**Stored dataset items**:
-- Opening Marker --

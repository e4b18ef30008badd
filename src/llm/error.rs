use thiserror::Error;

/// A failed model request, classified by whether trying again can help
#[derive(Debug, Clone, Error, PartialEq)]
pub enum ProviderError {
    /// 401 / 403
    #[error("Authentication failed: {0}")]
    Auth(String),

    /// 400 / 404 / 422
    #[error("Invalid request: {0}")]
    InvalidRequest(String),

    /// 500
    #[error("Provider internal error: {0}")]
    Server(String),

    #[error("Unsupported model `{0}`")]
    UnsupportedModel(String),

    #[error("No API key configured for {0}")]
    MissingApiKey(String),

    /// 429 / 502 / 503 / 504 / 529
    #[error("Provider unavailable ({status}): {message}")]
    Unavailable { status: u16, message: String },

    /// Connect, DNS or timeout failure before a response arrived
    #[error("Connection error: {0}")]
    Connectivity(String),

    /// Anything not classified above, including malformed response bodies
    #[error("Unexpected provider error: {0}")]
    Unexpected(String),
}

impl ProviderError {
    /// Whether the request may succeed when repeated
    pub fn is_retryable(&self) -> bool {
        match self {
            ProviderError::Auth(_)
            | ProviderError::InvalidRequest(_)
            | ProviderError::Server(_)
            | ProviderError::UnsupportedModel(_)
            | ProviderError::MissingApiKey(_) => false,
            ProviderError::Unavailable { .. } | ProviderError::Connectivity(_) | ProviderError::Unexpected(_) => true,
        }
    }

    /// Classify a non-success HTTP status
    pub fn from_status(status: u16, body: impl Into<String>) -> Self {
        let message = body.into();
        match status {
            401 | 403 => ProviderError::Auth(message),
            400 | 404 | 422 => ProviderError::InvalidRequest(message),
            500 => ProviderError::Server(message),
            429 | 502 | 503 | 504 | 529 => ProviderError::Unavailable { status, message },
            _ => ProviderError::Unexpected(format!("HTTP {}: {}", status, message)),
        }
    }
}

impl From<reqwest::Error> for ProviderError {
    fn from(e: reqwest::Error) -> Self {
        if e.is_connect() || e.is_timeout() {
            ProviderError::Connectivity(e.to_string())
        } else if let Some(status) = e.status() {
            ProviderError::from_status(status.as_u16(), e.to_string())
        } else {
            ProviderError::Unexpected(e.to_string())
        }
    }
}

-- Closing Marker --

**WHAT TO WORK ON**: Output the records once more, exactly as they stand.

**RESULT**:
repository e4b18ef30008badd
filename src/llm/error.rs
use thiserror::Error;

/// A failed model request, classified by whether trying again can help
#[derive(Debug, Clone, Error, PartialEq)]
pub enum ProviderError {
    /// 401 / 403
    #[error("Authentication failed: {0}")]
    Auth(String),

    /// 400 / 404 / 422
    #[error("Invalid request: {0}")]
    InvalidRequest(String),

    /// 500
    #[error("Provider internal error: {0}")]
    Server(String),

    #[error("Unsupported model `{0}`")]
    UnsupportedModel(String),

    #[error("No API key configured for {0}")]
    MissingApiKey(String),

    /// 429 / 502 / 503 / 504 / 529
    #[error("Provider unavailable ({status}): {message}")]
    Unavailable { status: u16, message: String },

    /// Connect, DNS or timeout failure before a response arrived
    #[error("Connection error: {0}")]
    Connectivity(String),

    /// Anything not classified above, including malformed response bodies
    #[error("Unexpected provider error: {0}")]
    Unexpected(String),
}

impl ProviderError {
    /// Whether the request may succeed when repeated
    pub fn is_retryable(&self) -> bool {
        match self {
            ProviderError::Auth(_)
            | ProviderError::InvalidRequest(_)
            | ProviderError::Server(_)
            | ProviderError::UnsupportedModel(_)
            | ProviderError::MissingApiKey(_) => false,
            ProviderError::Unavailable { .. } | ProviderError::Connectivity(_) | ProviderError::Unexpected(_) => true,
        }
    }

    /// Classify a non-success HTTP status
    pub fn from_status(status: u16, body: impl Into<String>) -> Self {
        let message = body.into();
        match status {
            401 | 403 => ProviderError::Auth(message),
            400 | 404 | 422 => ProviderError::InvalidRequest(message),
            500 => ProviderError::Server(message),
            429 | 502 | 503 | 504 | 529 => ProviderError::Unavailable { status, message },
            _ => ProviderError::Unexpected(format!("HTTP {}: {}", status, message)),
        }
    }
}

impl From<reqwest::Error> for ProviderError {
    fn from(e: reqwest::Error) -> Self {
        if e.is_connect() || e.is_timeout() {
            ProviderError::Connectivity(e.to_string())
        } else if let Some(status) = e.status() {
            ProviderError::from_status(status.as_u16(), e.to_string())
        } else {
            ProviderError::Unexpected(e.to_string())
        }
    }
}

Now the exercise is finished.